Whenever a line in the entries below contains the string "colour", copy that line.

Dataset entries

--*--

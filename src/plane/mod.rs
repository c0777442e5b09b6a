//! Owned single-channel planes and multi-channel raster images.
//!
//! A `Plane` is a contiguous 8-bit buffer with explicit geometry. A
//! `RasterImage` is an ordered stack of co-registered planes: three colour
//! planes for source imagery, plus an optional validity plane appended by the
//! pipeline. Splitting and merging never reorder channels.

use crate::util::{RaincastError, RaincastResult};

pub(crate) mod filter;

/// Owned contiguous single-channel 8-bit image plane.
#[derive(Clone, Debug, PartialEq, Eq)]
pub struct Plane {
    data: Vec<u8>,
    width: usize,
    height: usize,
}

impl Plane {
    /// Creates a plane from an exactly-sized buffer.
    pub fn new(data: Vec<u8>, width: usize, height: usize) -> RaincastResult<Self> {
        let needed = checked_area(width, height)?;
        if data.len() != needed {
            return Err(RaincastError::BufferMismatch {
                needed,
                got: data.len(),
            });
        }
        Ok(Self {
            data,
            width,
            height,
        })
    }

    /// Creates a plane filled with a constant value.
    pub fn filled(width: usize, height: usize, value: u8) -> RaincastResult<Self> {
        let needed = checked_area(width, height)?;
        Ok(Self {
            data: vec![value; needed],
            width,
            height,
        })
    }

    /// Returns the plane width in pixels.
    pub fn width(&self) -> usize {
        self.width
    }

    /// Returns the plane height in pixels.
    pub fn height(&self) -> usize {
        self.height
    }

    /// Returns the backing buffer in row-major order.
    pub fn data(&self) -> &[u8] {
        &self.data
    }

    /// Returns the pixel at `(x, y)` if it is within bounds.
    pub fn get(&self, x: usize, y: usize) -> Option<u8> {
        if x >= self.width || y >= self.height {
            return None;
        }
        self.data.get(y * self.width + x).copied()
    }

    /// Returns true when both planes share the same geometry.
    pub fn same_geometry(&self, other: &Plane) -> bool {
        self.width == other.width && self.height == other.height
    }

    pub(crate) fn to_f32(&self) -> Vec<f32> {
        self.data.iter().map(|&v| f32::from(v)).collect()
    }

    pub(crate) fn geometry_check(&self, other: &Plane) -> RaincastResult<()> {
        if self.same_geometry(other) {
            return Ok(());
        }
        Err(RaincastError::GeometryMismatch {
            expected_width: self.width,
            expected_height: self.height,
            got_width: other.width,
            got_height: other.height,
        })
    }
}

/// Multi-channel image as an ordered stack of co-registered planes.
#[derive(Clone, Debug, PartialEq, Eq)]
pub struct RasterImage {
    channels: Vec<Plane>,
}

impl RasterImage {
    /// Builds an image from planes that must all share one geometry.
    pub fn from_planes(channels: Vec<Plane>) -> RaincastResult<Self> {
        let first = channels
            .first()
            .ok_or(RaincastError::ChannelCount { got: 0 })?;
        for plane in &channels[1..] {
            first.geometry_check(plane)?;
        }
        Ok(Self { channels })
    }

    /// Builds a 4-channel image from an interleaved RGBA buffer.
    pub fn from_interleaved_rgba(data: &[u8], width: usize, height: usize) -> RaincastResult<Self> {
        let area = checked_area(width, height)?;
        let needed = area
            .checked_mul(4)
            .ok_or(RaincastError::InvalidDimensions { width, height })?;
        if data.len() != needed {
            return Err(RaincastError::BufferMismatch {
                needed,
                got: data.len(),
            });
        }
        let mut planes: Vec<Vec<u8>> = (0..4).map(|_| Vec::with_capacity(area)).collect();
        for px in data.chunks_exact(4) {
            for (plane, &value) in planes.iter_mut().zip(px) {
                plane.push(value);
            }
        }
        let channels = planes
            .into_iter()
            .map(|data| Plane::new(data, width, height))
            .collect::<RaincastResult<Vec<_>>>()?;
        Self::from_planes(channels)
    }

    /// Serializes the image to an interleaved RGBA buffer.
    ///
    /// A missing fourth plane is rendered as fully opaque.
    pub fn to_interleaved_rgba(&self) -> RaincastResult<Vec<u8>> {
        let [r, g, b] = self.color_planes()?;
        let alpha = self.channels.get(3);
        let area = r.data.len();
        let mut out = Vec::with_capacity(area * 4);
        for idx in 0..area {
            out.push(r.data[idx]);
            out.push(g.data[idx]);
            out.push(b.data[idx]);
            out.push(alpha.map_or(u8::MAX, |a| a.data[idx]));
        }
        Ok(out)
    }

    /// Returns the image width in pixels.
    pub fn width(&self) -> usize {
        self.channels[0].width
    }

    /// Returns the image height in pixels.
    pub fn height(&self) -> usize {
        self.channels[0].height
    }

    /// Returns the number of planes, validity plane included.
    pub fn channel_count(&self) -> usize {
        self.channels.len()
    }

    /// Returns a single plane by channel index.
    pub fn channel(&self, index: usize) -> Option<&Plane> {
        self.channels.get(index)
    }

    /// Returns the three colour planes in channel order.
    ///
    /// A fourth (alpha/validity) plane is ignored; fewer than three channels
    /// is an error.
    pub fn color_planes(&self) -> RaincastResult<[&Plane; 3]> {
        if self.channels.len() < 3 {
            return Err(RaincastError::ChannelCount {
                got: self.channels.len(),
            });
        }
        Ok([&self.channels[0], &self.channels[1], &self.channels[2]])
    }

    /// Returns true when both images share the same geometry.
    pub fn same_geometry(&self, other: &RasterImage) -> bool {
        self.channels[0].same_geometry(&other.channels[0])
    }
}

/// BT.601 luminance of an RGB pixel.
pub(crate) fn luminance(r: u8, g: u8, b: u8) -> f32 {
    0.299 * f32::from(r) + 0.587 * f32::from(g) + 0.114 * f32::from(b)
}

fn checked_area(width: usize, height: usize) -> RaincastResult<usize> {
    if width == 0 || height == 0 {
        return Err(RaincastError::InvalidDimensions { width, height });
    }
    width
        .checked_mul(height)
        .ok_or(RaincastError::InvalidDimensions { width, height })
}
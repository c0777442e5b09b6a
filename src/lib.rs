//! Raincast is an offline trainer that sweeps dense-optical-flow parameter
//! sets over sequences of radar precipitation images.
//!
//! Each candidate parameter set is applied to consecutive image pairs to
//! extrapolate the next frame, the prediction is scored against the real
//! follow-on image with a structural-similarity metric, and one row per
//! (parameter set, image triple) is persisted for later analysis. Channel
//! evaluation inside a trial runs in parallel via the `rayon` feature; the
//! outer sweep is strictly sequential.

pub mod corpus;
pub mod flow;
pub mod pipeline;
pub mod plane;
pub mod score;
pub mod sweep;
mod trace;
pub mod trial;
pub mod util;

#[cfg(feature = "image-io")]
pub mod io;

pub use corpus::{Corpus, CorpusEntry};
pub use flow::{
    AlgorithmGenerator, AlgorithmRegistry, FarnebackFlow, FlowAlgorithm, FlowField,
    PersistenceFlow,
};
pub use pipeline::ChannelPipeline;
pub use plane::{Plane, RasterImage};
pub use score::{FitnessScore, FitnessScorer, SsimScorer};
pub use sweep::{ParameterAxis, ParameterGenerator, ParameterSet, ParameterSpace};
pub use trial::{ResultSink, SweepOutcome, SweepReport, TrialLoop, TrialRecord};
pub use util::{RaincastError, RaincastResult};
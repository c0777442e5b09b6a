//! Termination and persistence protocol of the trial loop.

use std::path::PathBuf;
use std::sync::atomic::{AtomicU64, Ordering};
use std::sync::{Arc, Mutex};

use raincast::{
    AlgorithmGenerator, AlgorithmRegistry, Corpus, CorpusEntry, FitnessScore, FitnessScorer,
    ParameterSpace, Plane, RaincastError, RaincastResult, RasterImage, ResultSink, SsimScorer,
    SweepOutcome, TrialLoop, TrialRecord,
};

/// What a sweep pushed into its sink, for post-run inspection.
#[derive(Default)]
struct SinkLog {
    headers: Vec<Vec<&'static str>>,
    rows: Vec<TrialRecord>,
    images: Vec<(usize, u64)>,
    finalized: u32,
}

#[derive(Clone)]
struct MemorySink {
    log: Arc<Mutex<SinkLog>>,
    fail_rows: bool,
    fail_images: bool,
}

impl MemorySink {
    fn new() -> (Self, Arc<Mutex<SinkLog>>) {
        let log = Arc::new(Mutex::new(SinkLog::default()));
        (
            Self {
                log: Arc::clone(&log),
                fail_rows: false,
                fail_images: false,
            },
            log,
        )
    }

    fn failing_rows(mut self) -> Self {
        self.fail_rows = true;
        self
    }

    fn failing_images(mut self) -> Self {
        self.fail_images = true;
        self
    }
}

impl ResultSink for MemorySink {
    fn write_header(&mut self, columns: &[&'static str]) -> RaincastResult<()> {
        self.log.lock().unwrap().headers.push(columns.to_vec());
        Ok(())
    }

    fn write_row(&mut self, record: &TrialRecord) -> RaincastResult<()> {
        if self.fail_rows {
            return Err(RaincastError::OutputWrite {
                path: PathBuf::from("memory"),
                reason: "simulated row failure".to_string(),
            });
        }
        self.log.lock().unwrap().rows.push(record.clone());
        Ok(())
    }

    fn write_image(
        &mut self,
        triple_index: usize,
        trial: u64,
        _composite: &RasterImage,
    ) -> RaincastResult<()> {
        if self.fail_images {
            return Err(RaincastError::OutputWrite {
                path: PathBuf::from("memory"),
                reason: "simulated image failure".to_string(),
            });
        }
        self.log.lock().unwrap().images.push((triple_index, trial));
        Ok(())
    }

    fn finalize(&mut self) -> RaincastResult<()> {
        self.log.lock().unwrap().finalized += 1;
        Ok(())
    }
}

/// Counts how often the trial loop asks for another algorithm.
#[derive(Debug)]
struct CountingGenerator {
    inner: Box<dyn AlgorithmGenerator>,
    calls: Arc<AtomicU64>,
}

impl AlgorithmGenerator for CountingGenerator {
    fn next_algorithm(&mut self) -> Option<Box<dyn raincast::FlowAlgorithm>> {
        self.calls.fetch_add(1, Ordering::SeqCst);
        self.inner.next_algorithm()
    }
}

struct FailingScorer;

impl FitnessScorer for FailingScorer {
    fn score(
        &self,
        _composite: &RasterImage,
        _truth: &RasterImage,
    ) -> RaincastResult<FitnessScore> {
        Err(RaincastError::InvalidInput("simulated scorer failure"))
    }
}

fn corpus(images: usize) -> Corpus {
    let entries = (0..images)
        .map(|i| {
            let planes = (0..3)
                .map(|c| Plane::filled(16, 16, 20 + (i * 3 + c) as u8).unwrap())
                .collect::<Vec<_>>();
            CorpusEntry {
                path: PathBuf::from(format!("img_{i:03}.png")),
                image: RasterImage::from_planes(planes).unwrap(),
            }
        })
        .collect();
    Corpus::from_entries(entries).unwrap()
}

fn fb_generator(calls: &Arc<AtomicU64>) -> Box<dyn AlgorithmGenerator> {
    Box::new(CountingGenerator {
        inner: AlgorithmRegistry::create("fb", ParameterSpace::default()).unwrap(),
        calls: Arc::clone(calls),
    })
}

#[test]
fn trial_cap_limits_generator_calls() {
    let calls = Arc::new(AtomicU64::new(0));
    let (sink, log) = MemorySink::new();

    let report = TrialLoop::new(
        corpus(3),
        fb_generator(&calls),
        Box::new(SsimScorer::default()),
        Box::new(sink),
    )
    .with_trial_cap(3)
    .run()
    .unwrap();

    assert_eq!(report.outcome, SweepOutcome::CapReached);
    assert_eq!(report.trials, 3);
    assert_eq!(calls.load(Ordering::SeqCst), 3);

    let log = log.lock().unwrap();
    assert_eq!(log.rows.len(), 3);
    assert_eq!(log.finalized, 1);
    // Header written once, before the first trial only.
    assert_eq!(log.headers.len(), 1);
}

#[test]
fn exhaustion_ends_the_sweep_normally() {
    let (sink, log) = MemorySink::new();
    let generator = AlgorithmRegistry::create("per", ParameterSpace::default()).unwrap();

    let report = TrialLoop::new(
        corpus(5),
        generator,
        Box::new(SsimScorer::default()),
        Box::new(sink),
    )
    .run()
    .unwrap();

    assert_eq!(report.outcome, SweepOutcome::Exhausted);
    assert_eq!(report.trials, 1);
    // One row per consecutive triple of the 5-image corpus.
    assert_eq!(report.rows, 3);

    let log = log.lock().unwrap();
    assert_eq!(log.rows.len(), 3);
    assert_eq!(log.images, vec![(0, 0), (1, 0), (2, 0)]);
    assert_eq!(log.finalized, 1);

    for (idx, record) in log.rows.iter().enumerate() {
        assert_eq!(
            record.sources[0],
            PathBuf::from(format!("img_{idx:03}.png"))
        );
        assert_eq!(
            record.sources[2],
            PathBuf::from(format!("img_{:03}.png", idx + 2))
        );
    }
}

#[test]
fn fatal_scorer_error_still_finalizes_the_sink_once() {
    let calls = Arc::new(AtomicU64::new(0));
    let (sink, log) = MemorySink::new();

    let result = TrialLoop::new(
        corpus(3),
        fb_generator(&calls),
        Box::new(FailingScorer),
        Box::new(sink),
    )
    .run();

    assert!(result.is_err());
    let log = log.lock().unwrap();
    assert_eq!(log.finalized, 1);
    assert!(log.rows.is_empty());
}

#[test]
fn failed_row_write_is_fatal() {
    let calls = Arc::new(AtomicU64::new(0));
    let (sink, log) = MemorySink::new();
    let sink = sink.failing_rows();

    let result = TrialLoop::new(
        corpus(3),
        fb_generator(&calls),
        Box::new(SsimScorer::default()),
        Box::new(sink),
    )
    .run();

    assert!(matches!(result, Err(RaincastError::OutputWrite { .. })));
    assert_eq!(log.lock().unwrap().finalized, 1);
}

#[test]
fn failed_image_write_is_skipped_and_the_sweep_continues() {
    let (sink, log) = MemorySink::new();
    let sink = sink.failing_images();
    let generator = AlgorithmRegistry::create("per", ParameterSpace::default()).unwrap();

    let report = TrialLoop::new(
        corpus(4),
        generator,
        Box::new(SsimScorer::default()),
        Box::new(sink),
    )
    .run()
    .unwrap();

    assert_eq!(report.outcome, SweepOutcome::Exhausted);
    let log = log.lock().unwrap();
    // No image persisted, every row still written.
    assert!(log.images.is_empty());
    assert_eq!(log.rows.len(), 2);
    assert_eq!(log.finalized, 1);
}

#[test]
fn zero_cap_never_touches_the_generator() {
    let calls = Arc::new(AtomicU64::new(0));
    let (sink, log) = MemorySink::new();

    let report = TrialLoop::new(
        corpus(3),
        fb_generator(&calls),
        Box::new(SsimScorer::default()),
        Box::new(sink),
    )
    .with_trial_cap(0)
    .run()
    .unwrap();

    assert_eq!(report.outcome, SweepOutcome::CapReached);
    assert_eq!(calls.load(Ordering::SeqCst), 0);
    assert_eq!(log.lock().unwrap().finalized, 1);
}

--*--

Result -
//! `RasterImage` is an ordered stack of co-registered planes: three colour
    /// Returns the three colour planes in channel order.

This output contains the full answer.